_WORK INSTRUCTIONS_.
Please print every record below exactly as it reads.

_INPUT MATERIAL_.
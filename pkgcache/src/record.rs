//! The metadata row corresponding to one stored blob.

use serde::{Deserialize, Serialize};

/// Durable metadata for a single cached package blob.
#[derive(Debug, Clone, PartialEq, Eq, Serialize, Deserialize)]
pub struct Record {
    pub digest: String,
    pub size: u64,
    pub filename: String,
    pub added_at: i64,
    pub last_accessed: i64,
    pub access_count: u64,
    pub announced_at: i64,
    pub package_name: String,
    pub package_version: String,
    pub architecture: String,
}

/// Eviction score: recency dominates, with a one-hour bonus per access.
///
/// Kept as a simple linear surrogate for LRU-with-popularity since the
/// catalog has no `LOG` function to express a curve cheaply.
pub fn eviction_score(record: &Record) -> i64 {
    record.last_accessed + record.access_count as i64 * 3600
}

/// Splits a Debian package filename into name / version / architecture.
///
/// Strips leading directory components and a trailing case-insensitive
/// `.deb`, then splits on `_`. At least 3 `_`-delimited parts are
/// required: the last is architecture, the second-to-last is version,
/// and everything before is rejoined with `_` to form the name. All three
/// must be non-empty or the whole parse fails -- never a mixed outcome.
pub fn parse_filename(filename: &str) -> Option<(String, String, String)> {
    let base = filename.rsplit(['/', '\\']).next().unwrap_or(filename);

    let stem = if base.len() >= 4 && base[base.len() - 4..].eq_ignore_ascii_case(".deb") {
        &base[..base.len() - 4]
    } else {
        base
    };

    let parts: Vec<&str> = stem.split('_').collect();
    if parts.len() < 3 {
        return None;
    }

    let architecture = parts[parts.len() - 1];
    let version = parts[parts.len() - 2];
    let name = parts[..parts.len() - 2].join("_");

    if name.is_empty() || version.is_empty() || architecture.is_empty() {
        return None;
    }

    Some((name, version.to_string(), architecture.to_string()))
}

_TASK SOLUTION_.
filename pkgcache/src/record.rs
//! The metadata row corresponding to one stored blob.

use serde::{Deserialize, Serialize};

/// Durable metadata for a single cached package blob.
#[derive(Debug, Clone, PartialEq, Eq, Serialize, Deserialize)]
pub struct Record {
    pub digest: String,
    pub size: u64,
    pub filename: String,
    pub added_at: i64,
    pub last_accessed: i64,
    pub access_count: u64,
    pub announced_at: i64,
    pub package_name: String,
    pub package_version: String,
    pub architecture: String,
}

/// Eviction score: recency dominates, with a one-hour bonus per access.
///
/// Kept as a simple linear surrogate for LRU-with-popularity since the
/// catalog has no `LOG` function to express a curve cheaply.
pub fn eviction_score(record: &Record) -> i64 {
    record.last_accessed + record.access_count as i64 * 3600
}

/// Splits a Debian package filename into name / version / architecture.
///
/// Strips leading directory components and a trailing case-insensitive
/// `.deb`, then splits on `_`. At least 3 `_`-delimited parts are
/// required: the last is architecture, the second-to-last is version,
/// and everything before is rejoined with `_` to form the name. All three
/// must be non-empty or the whole parse fails -- never a mixed outcome.
pub fn parse_filename(filename: &str) -> Option<(String, String, String)> {
    let base = filename.rsplit(['/', '\\']).next().unwrap_or(filename);

    let stem = if base.len() >= 4 && base[base.len() - 4..].eq_ignore_ascii_case(".deb") {
        &base[..base.len() - 4]
    } else {
        base
    };

    let parts: Vec<&str> = stem.split('_').collect();
    if parts.len() < 3 {
        return None;
    }

    let architecture = parts[parts.len() - 1];
    let version = parts[parts.len() - 2];
    let name = parts[..parts.len() - 2].join("_");

    if name.is_empty() || version.is_empty() || architecture.is_empty() {
        return None;
    }

    Some((name, version.to_string(), architecture.to_string()))
}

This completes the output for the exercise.